I have blanks in the freezer now I prepared a couple of months ago for two demos I will do in January. The blanks are ready to mount Shrink wrapped then in the a couple of plastic grocery bags and then in a thick gargage bag, taped, & labeled. The layers of plastic provide the moisture barrier to prevent freez drying.
The day before the demo I take them out of the freezer to thaw. Leave the shrink wrap on until the demo. The blanks are in the same condition they were when I put them in the freezer.
 
this sounds like a good topic for a kids science project. The kid would have to anticipate the upcoming assignment as the project would run for 6 mo. or more.

Technically the process of "freeze drying" is called sublimation which is a chemical process where a solid turns into a gas without going through a liquid stage. An example of sublimiation is when you get freezer burn on an improperly wrapped piece of meat. The interesting part of the above experiment would be to determine if the frozen water moved through the bulk of the specimen, or if all drying was occurring at, or very near, the surface. I also wonder about the effect of freeze drying would remove bound water, given enough time. I know that freeze drying completely dehydrates food without loss of nutrient value, but this industrial process is done under high vacuum and low temp.
 
Well if any one wants to build a big enough vacuum chamber and send it to me along with a huge chest freezer big enough to take it; I have a Sergeant Welsh Twin Stage Rotary Vein Vacuum pump that will suck the snot out of anything. Send it to the address on the back of My Screwball Avatar
 
The basic idea of freeze drying its that Water boils at a much lower temperature when in a full or partial vacuum. The idea is that the water leaves the cells without rupturing them so that you don't have the normal shrinkage that occurs from just dehydration. If you take a piece of steak and freeze dry it until all the moisture is gone it will hold it's shape fairly well depending on the fat content of the meat.

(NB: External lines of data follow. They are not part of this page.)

//! Instrument definitions and per-note name resolution

use serde::{Deserialize, Serialize};

/// Tracker instrument as seen by the sound driver
#[derive(Debug, Clone, PartialEq, Eq, Serialize, Deserialize)]
pub struct TrackerInstrument {
    /// Instrument name (used as the driver instrument name)
    pub name: String,
    /// Semitone offset applied to every note
    #[serde(default)]
    pub transpose: i8,
    /// How notes map onto driver instruments
    #[serde(default)]
    pub mapping: NoteMapping,
}

/// Note → driver instrument mapping
#[derive(Debug, Clone, Default, PartialEq, Eq, Serialize, Deserialize)]
pub enum NoteMapping {
    /// One driver instrument for every note
    #[default]
    Single,
    /// Per-note sample table: index = tracker note, entry = (pitch to play, sample).
    /// Each sample is a distinct driver instrument named `{name}_{sample}`.
    SampleRemap(Vec<SampleRemap>),
    /// Note ranges mapped to separately named driver instruments (drum kits)
    SubInstruments(Vec<SubInstrument>),
}

/// One entry of a per-note sample table
#[derive(Debug, Clone, Copy, PartialEq, Eq, Serialize, Deserialize)]
pub struct SampleRemap {
    /// Pitch the sample is played at
    pub pitch: u8,
    /// Sample number
    pub sample: u16,
}

/// A note range that plays a different driver instrument
#[derive(Debug, Clone, PartialEq, Eq, Serialize, Deserialize)]
pub struct SubInstrument {
    /// First tracker note of the range (inclusive)
    pub first_note: u8,
    /// Last tracker note of the range (inclusive)
    pub last_note: u8,
    /// Driver instrument name
    pub name: String,
    /// Semitone offset for this range
    #[serde(default)]
    pub transpose: i8,
}

/// Result of resolving a tracker note against an instrument
#[derive(Debug, Clone, PartialEq, Eq)]
pub struct ResolvedNote {
    /// Driver instrument name
    pub instrument: String,
    /// Pitch after remapping and transposition (may leave 0-179, caller clamps)
    pub pitch: i16,
}

impl TrackerInstrument {
    /// Instrument with a single driver instrument and no transposition
    pub fn new(name: impl Into<String>) -> Self {
        Self {
            name: name.into(),
            transpose: 0,
            mapping: NoteMapping::Single,
        }
    }

    /// Driver instrument name and pitch for a tracker note
    pub fn resolve(&self, note: u8) -> ResolvedNote {
        let base = note as i16 + self.transpose as i16;
        match &self.mapping {
            NoteMapping::Single => ResolvedNote {
                instrument: self.name.clone(),
                pitch: base,
            },
            NoteMapping::SampleRemap(table) => match table.get(note as usize) {
                Some(entry) => ResolvedNote {
                    instrument: format!("{}_{}", self.name, entry.sample),
                    pitch: entry.pitch as i16 + self.transpose as i16,
                },
                None => ResolvedNote {
                    instrument: self.name.clone(),
                    pitch: base,
                },
            },
            NoteMapping::SubInstruments(ranges) => ranges
                .iter()
                .find(|r| (r.first_note..=r.last_note).contains(&note))
                .map(|r| ResolvedNote {
                    instrument: r.name.clone(),
                    pitch: base + r.transpose as i16,
                })
                .unwrap_or_else(|| ResolvedNote {
                    instrument: self.name.clone(),
                    pitch: base,
                }),
        }
    }
}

If you air dry the same piece of meat it looks like beef jerky.
A friend in Colorado who owns several commercial freeze dry machines (and is also a wood turner) has been experimenting with drying once turned bowls with varying success. We have had several discussions about what has worked and what has not. The process is fairly slow an far from certain.
Also, there is a book available on the subject of making a vacuum kiln. Companies make industrial vacuum kilns for drying long dimensional lumber. The book is more concerned with drying bowls and smaller turnings using a large (12-20") PVC pipe for the chamber and an electric pad heater to maintain a certain temperature while pulling a vacuum on the chamber. It sounds like a once turned bowl can be dried to 8-10% in 3-5 days. If someone is in a hurry it might be worth the effort but it's a lot of work and expense.
Coming full circle, the freezer sounds like a great solution for maintaining the moisture level of a blank without checking and perhaps for slow drying of once turned bowls. Any version of a home freeze dryer or vacuum kiln is going to be a project.